Students will work collaboratively to create digital storyboards illustrating the mechanics of exercise movements. Using animation tools, they'll depict how exercises impact muscle engagement and contribute to designing ergonomic fitness equipment. By the project’s conclusion, students will present their findings and record a fitness routine demonstrating their understanding of movement mechanics, showcasing the relationship between exercise and equipment functionality, with analysis on muscle engagement and mechanics.

Start the project by organizing a field trip to a local fitness center where students can explore various types of exercise equipment. During the visit, students can observe and interact with trainers who can explain the biomechanics of different movements and how equipment is specifically designed to support these movements. Back in class, students can reflect on their observations and begin formulating ideas for their storyboard design, with a focus on integrating what they learned about muscle movement and equipment functionality.

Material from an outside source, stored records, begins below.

// Configuration module for gs-stake
// Settings are read from an optional TOML file, then overridden by
// GS_STAKE_* environment variables.

pub mod validation;

use std::path::Path;
use std::time::Duration;

use alloy_primitives::{address, Address};
use config::{Config, Environment, File};
use log::{debug, warn};
use serde::Deserialize;

use crate::errors::StakeError;
use crate::wallet::Chain;

pub use validation::{ConfigValidationError, ConfigValidator, ValidationResult};

/// Guardian contract deployed on Sepolia.
pub const DEFAULT_GUARDIAN_ADDRESS: Address = address!("daF9680d4e909B1aFb28b3Fac3A223535f1B6ADf");

/// Sepolia chain id.
pub const DEFAULT_CHAIN_ID: u64 = 11_155_111;

/// Reward periods per year used by the APR formula.
/// The guardian does not publish its emission cadence, so this is an
/// operator-supplied assumption.
pub const DEFAULT_REWARD_PERIODS_PER_YEAR: u64 = 1000;

/// Prefix of environment variables that override file settings.
pub const ENV_PREFIX: &str = "GS_STAKE";

#[derive(Debug, Clone, PartialEq, Deserialize)]
#[serde(default)]
pub struct Settings {
    /// JSON-RPC endpoint of the wallet provider
    pub rpc_url: String,

    /// Chain the wallet must be connected to
    pub chain_id: u64,

    pub chain_name: String,

    /// Guardian staking contract
    pub guardian_address: Address,

    /// Multiplier applied to the per-token reward rate to annualize it
    pub reward_periods_per_year: u64,

    /// Upper bound on pools read concurrently by one aggregation
    pub max_concurrent_pools: usize,

    /// HTTP request timeout
    pub request_timeout_secs: u64,

    /// Delay between transaction receipt polls
    pub confirmation_poll_interval_ms: u64,

    /// Give up waiting for a receipt after this long
    pub confirmation_timeout_secs: u64,
}

impl Default for Settings {
    fn default() -> Self {
        Self {
            rpc_url: "http://127.0.0.1:8545".to_string(),
            chain_id: DEFAULT_CHAIN_ID,
            chain_name: "sepolia".to_string(),
            guardian_address: DEFAULT_GUARDIAN_ADDRESS,
            reward_periods_per_year: DEFAULT_REWARD_PERIODS_PER_YEAR,
            max_concurrent_pools: 4,
            request_timeout_secs: 30,
            confirmation_poll_interval_ms: 1000,
            confirmation_timeout_secs: 180,
        }
    }
}

impl Settings {
    /// Load settings from an optional file plus the environment, then validate.
    pub fn load(path: Option<&Path>) -> Result<Self, StakeError> {
        let mut builder = Config::builder();
        if let Some(path) = path {
            debug!("Loading settings from {}", path.display());
            builder = builder.add_source(File::from(path).required(true));
        }
        builder = builder.add_source(Environment::with_prefix(ENV_PREFIX).try_parsing(true));

        let settings: Settings = builder.build()?.try_deserialize()?;
        settings.validate()?;
        Ok(settings)
    }

    /// Run the validator, logging warnings and failing on the first error.
    pub fn validate(&self) -> Result<(), ConfigValidationError> {
        let result = ConfigValidator::new().validate(self);
        for warning in &result.warnings {
            warn!("Configuration warning: {}", warning);
        }
        result.into_result()
    }

    pub fn chain(&self) -> Chain {
        Chain::new(self.chain_id, self.chain_name.clone())
    }

    pub fn request_timeout(&self) -> Duration {
        Duration::from_secs(self.request_timeout_secs)
    }

    pub fn confirmation_poll_interval(&self) -> Duration {
        Duration::from_millis(self.confirmation_poll_interval_ms)
    }

    pub fn confirmation_timeout(&self) -> Duration {
        Duration::from_secs(self.confirmation_timeout_secs)
    }
}

#[cfg(test)]
pub mod tests;
// Typed façade over the guardian contract and ERC20 tokens.
// Call marshaling only: no conversions, no retries.

pub mod abi;
pub mod rpc;

use std::sync::Arc;
use std::time::Duration;

use alloy_primitives::{Address, B256, U256};
use async_trait::async_trait;
#[cfg(test)]
use mockall::automock;

use crate::config::Settings;
use crate::errors::StakeError;
use crate::networking::BlockTag;
use crate::units::Amount;

pub use rpc::{RpcErc20, RpcGateway, RpcPendingTx};

/// Index into the guardian pool table
pub type PoolId = u64;

/// Guardian `poolInfo` entry
#[derive(Debug, Clone, PartialEq, Eq)]
pub struct PoolInfo {
    pub token: Address,
    pub alloc_point: U256,
    pub last_reward_block: U256,
    /// Raw per-token reward rate, 18-decimal fixed point
    pub reward_per_token: Amount,
}

/// Guardian `userInfo` entry
#[derive(Debug, Clone, PartialEq, Eq)]
pub struct UserInfo {
    pub amount: Amount,
    pub reward_debt: Amount,
}

/// How long to wait for a submitted transaction to be mined.
#[derive(Debug, Clone, Copy, PartialEq, Eq)]
pub struct ConfirmationPolicy {
    pub poll_interval: Duration,
    pub timeout: Duration,
}

impl Default for ConfirmationPolicy {
    fn default() -> Self {
        Self {
            poll_interval: Duration::from_secs(1),
            timeout: Duration::from_secs(180),
        }
    }
}

impl From<&Settings> for ConfirmationPolicy {
    fn from(settings: &Settings) -> Self {
        Self {
            poll_interval: settings.confirmation_poll_interval(),
            timeout: settings.confirmation_timeout(),
        }
    }
}

/// A submitted, possibly unmined, transaction.
#[cfg_attr(test, automock)]
#[async_trait]
pub trait PendingTransaction: Send + Sync {
    fn tx_hash(&self) -> B256;

    /// Suspends until the transaction is mined. `false` when it reverted or
    /// did not confirm in time.
    async fn wait_confirmed(&self) -> Result<bool, StakeError>;
}

/// An ERC20 token contract.
#[cfg_attr(test, automock)]
#[async_trait]
pub trait Erc20Token: Send + Sync {
    fn address(&self) -> Address;

    async fn balance_of(&self, holder: Address, block: BlockTag) -> Result<Amount, StakeError>;

    async fn approve(&self, spender: Address, amount: Amount) -> Result<Box<dyn PendingTransaction>, StakeError>;
}

/// The guardian contract plus access to arbitrary tokens.
#[cfg_attr(test, automock)]
#[async_trait]
pub trait ContractGateway: Send + Sync {
    fn guardian_address(&self) -> Address;

    /// Current head, used to pin a set of reads to one state
    async fn block_number(&self) -> Result<u64, StakeError>;

    async fn pool_length(&self, block: BlockTag) -> Result<u64, StakeError>;

    async fn pool_info(&self, pid: PoolId, block: BlockTag) -> Result<PoolInfo, StakeError>;

    async fn user_info(&self, pid: PoolId, user: Address, block: BlockTag) -> Result<UserInfo, StakeError>;

    async fn pending_reward(&self, pid: PoolId, user: Address, block: BlockTag) -> Result<Amount, StakeError>;

    async fn bonus_multiplier(&self, block: BlockTag) -> Result<U256, StakeError>;

    async fn stake(&self, pid: PoolId, amount: Amount) -> Result<Box<dyn PendingTransaction>, StakeError>;

    async fn unstake(&self, pid: PoolId, amount: Amount) -> Result<Box<dyn PendingTransaction>, StakeError>;

    async fn auto_compound(&self) -> Result<Box<dyn PendingTransaction>, StakeError>;

    fn erc20(&self, token: Address) -> Arc<dyn Erc20Token>;
}
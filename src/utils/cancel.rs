use std::sync::atomic::{AtomicBool, Ordering};
use std::sync::Arc;

use crate::errors::StakeError;

/// Cooperative cancellation flag shared between a caller and a running
/// aggregation or action. Clones observe the same flag.
#[derive(Debug, Clone, Default)]
pub struct CancellationToken {
    cancelled: Arc<AtomicBool>,
}

impl CancellationToken {
    pub fn new() -> Self {
        Self::default()
    }

    pub fn cancel(&self) {
        self.cancelled.store(true, Ordering::SeqCst);
    }

    pub fn is_cancelled(&self) -> bool {
        self.cancelled.load(Ordering::SeqCst)
    }

    /// `Err(Cancelled)` once cancelled
    pub fn check(&self) -> Result<(), StakeError> {
        if self.is_cancelled() {
            Err(StakeError::Cancelled)
        } else {
            Ok(())
        }
    }
}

At the end of the project, host a "Biomechanics Expo" at the school gym where students can showcase their digital storyboards and fitness routines to parents, local community members, and school staff. Set up interactive stations where students demonstrate exercises and explain the biomechanical insights behind equipment design, allowing visitors to try and experience these movements. Involve the community partners in this event for a Q&A session about real-world application of biomechanics in fitness equipment design.